Conversation

Conversation format for supervised fine-tuning.

sharegpt

conversations where from is human/gpt. (optional: first row with role system to override default system prompt)

data.jsonl

{"conversations": [{"from": "...", "value": "..."}]}

Note: type: sharegpt opens special configs: - conversation: enables conversions to many Conversation types. Refer to the ‘name’ here for options. - roles: allows you to specify the roles for input and output.

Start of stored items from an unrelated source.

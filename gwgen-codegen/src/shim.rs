//! Alias shim emission.
//!
//! After a split, the legacy package location keeps a file that only
//! re-exports the relocated package's registration entry points, marked
//! deprecated so consumers get a migration signal.

use gwgen_descriptor::PackageIdentity;

use crate::{
    builder::CodeFragment,
    generation::GoImports,
    go_file::GoFile,
    plan::{ArtifactKind, PlannedArtifact},
    symbols::registration_symbols,
};

/// Import name for the relocated package when its identity carries no alias.
pub const DEFAULT_SHIM_ALIAS: &str = "aliased";

/// Name the shim uses to qualify the relocated package's symbols.
pub fn shim_reference_name(target: &PackageIdentity) -> &str {
    target.alias.as_deref().unwrap_or(DEFAULT_SHIM_ALIAS)
}

/// Deprecation notice naming the relocated import path.
pub fn deprecation_notice(target: &PackageIdentity) -> String {
    format!(
        "Deprecated: This package has moved to \"{}\". Use that import path instead.",
        target.path
    )
}

/// Renders the alias shim artifact of a split plan.
#[derive(Debug)]
pub struct AliasShim<'a> {
    artifact: &'a PlannedArtifact,
    target: &'a PackageIdentity,
    register_func_suffix: &'a str,
}

impl<'a> AliasShim<'a> {
    /// Returns `None` unless `artifact` is an alias shim.
    pub fn new(artifact: &'a PlannedArtifact, register_func_suffix: &'a str) -> Option<Self> {
        match &artifact.kind {
            ArtifactKind::AliasShim { target } => {
                Some(Self::with_target(artifact, target, register_func_suffix))
            }
            ArtifactKind::Gateway => None,
        }
    }

    /// Shim re-exporting `target`, taken from an already-matched artifact kind.
    pub(crate) fn with_target(
        artifact: &'a PlannedArtifact,
        target: &'a PackageIdentity,
        register_func_suffix: &'a str,
    ) -> Self {
        Self {
            artifact,
            target,
            register_func_suffix,
        }
    }

    /// `(local, delegate)` pairs, one per registration symbol of every service.
    pub fn aliases(&self) -> Vec<(String, String)> {
        let qualifier = shim_reference_name(self.target);
        self.artifact
            .services
            .iter()
            .flat_map(|svc| registration_symbols(&svc.name, self.register_func_suffix))
            .map(|symbol| {
                let delegate = format!("{qualifier}.{symbol}");
                (symbol, delegate)
            })
            .collect()
    }

    /// Render the shim. The deprecation notice is always present.
    pub fn render(&self) -> String {
        let mut imports = GoImports::new();
        imports.add_aliased(&self.target.path, shim_reference_name(self.target));

        let vars = self
            .aliases()
            .into_iter()
            .map(|(symbol, delegate)| CodeFragment::Line(format!("{symbol} = {delegate}")))
            .collect();

        GoFile::new(&self.artifact.source, &self.artifact.package.name)
            .doc([deprecation_notice(self.target)])
            .imports(imports)
            .add(CodeFragment::block("var (", vars, ")"))
            .render()
    }
}

#[cfg(test)]
mod tests {
    use gwgen_descriptor::Service;

    use super::*;

    fn shim_artifact(target: PackageIdentity, services: &[&str]) -> PlannedArtifact {
        let origin = PackageIdentity::new("example.com/mymodule/foo/bar/v1", "v1gateway");
        PlannedArtifact {
            filename: "foo/bar/v1/example.pb.gw.go".into(),
            package: origin.clone(),
            origin,
            source: "example.proto".into(),
            companion_imports: Vec::new(),
            kind: ArtifactKind::AliasShim { target },
            services: services
                .iter()
                .map(|name| Service {
                    name: name.to_string(),
                    ..Default::default()
                })
                .collect(),
        }
    }

    fn relocated() -> PackageIdentity {
        PackageIdentity::new("example.com/mymodule/foo/bar/v1/v1gateway", "v1gateway")
    }

    #[test]
    fn test_default_reference_name() {
        assert_eq!(shim_reference_name(&relocated()), "aliased");
        assert_eq!(
            shim_reference_name(&relocated().with_alias("moved")),
            "moved"
        );
    }

    #[test]
    fn test_gateway_artifact_is_not_a_shim() {
        let mut artifact = shim_artifact(relocated(), &["ExampleService"]);
        artifact.kind = ArtifactKind::Gateway;
        assert!(AliasShim::new(&artifact, "Handler").is_none());
    }

    #[test]
    fn test_aliases_cover_every_service() {
        let artifact = shim_artifact(relocated(), &["First", "Second"]);
        let shim = AliasShim::new(&artifact, "Handler").unwrap();
        let aliases = shim.aliases();

        assert_eq!(aliases.len(), 8);
        assert_eq!(
            aliases[4],
            (
                "RegisterSecondHandlerServer".to_string(),
                "aliased.RegisterSecondHandlerServer".to_string()
            )
        );
    }

    #[test]
    fn test_explicit_alias_qualifies_symbols() {
        let artifact = shim_artifact(relocated().with_alias("moved"), &["Echo"]);
        let content = AliasShim::new(&artifact, "Handler").unwrap().render();

        assert!(content.contains("moved \"example.com/mymodule/foo/bar/v1/v1gateway\""));
        assert!(content.contains("RegisterEchoHandler = moved.RegisterEchoHandler"));
    }

    #[test]
    fn test_render_alias_shim() {
        let artifact = shim_artifact(relocated(), &["ExampleService"]);
        let content = AliasShim::new(&artifact, "Handler").unwrap().render();

        insta::assert_snapshot!(content, @r#"
        // Code generated by gwgen. DO NOT EDIT.
        // source: example.proto

        /*
        Deprecated: This package has moved to "example.com/mymodule/foo/bar/v1/v1gateway". Use that import path instead.
        */
        package v1gateway

        import (
        	aliased "example.com/mymodule/foo/bar/v1/v1gateway"
        )

        var (
        	RegisterExampleServiceHandlerServer = aliased.RegisterExampleServiceHandlerServer
        	RegisterExampleServiceHandlerClient = aliased.RegisterExampleServiceHandlerClient
        	RegisterExampleServiceHandlerFromEndpoint = aliased.RegisterExampleServiceHandlerFromEndpoint
        	RegisterExampleServiceHandler = aliased.RegisterExampleServiceHandler
        )
        "#);
    }
}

This is useful for datasets with custom roles such as tool etc to support masking. - field_human: specify the key to use instead of human in the conversation. - field_model: specify the key to use instead of gpt in the conversation.

datasets:
    path: ...
    type: sharegpt

    conversation: # Options (see Conversation 'name'): https://github.com/lm-sys/FastChat/blob/main/fastchat/conversation.py
    field_human: # Optional[str]. Human key to use for conversation.
    field_model: # Optional[str]. Assistant key to use for conversation.
    # Add additional keys from your dataset as input or output roles
    roles:
      input: # Optional[List[str]]. These will be masked based on train_on_input
      output: # Optional[List[str]].

pygmalion

data.jsonl

{"conversations": [{"role": "...", "value": "..."}]}

sharegpt.load_role

conversations where role is used instead of from

data.jsonl

{"conversations": [{"role": "...", "value": "..."}]}

sharegpt.load_guanaco

conversations where from is prompter assistant instead of default sharegpt

data.jsonl

{"conversations": [{"from": "...", "value": "..."}]}

sharegpt_jokes

creates a chat where bot is asked to tell a joke, then explain why the joke is funny

data.jsonl

{"conversations": [{"title": "...", "text": "...", "explanation": "..."}]}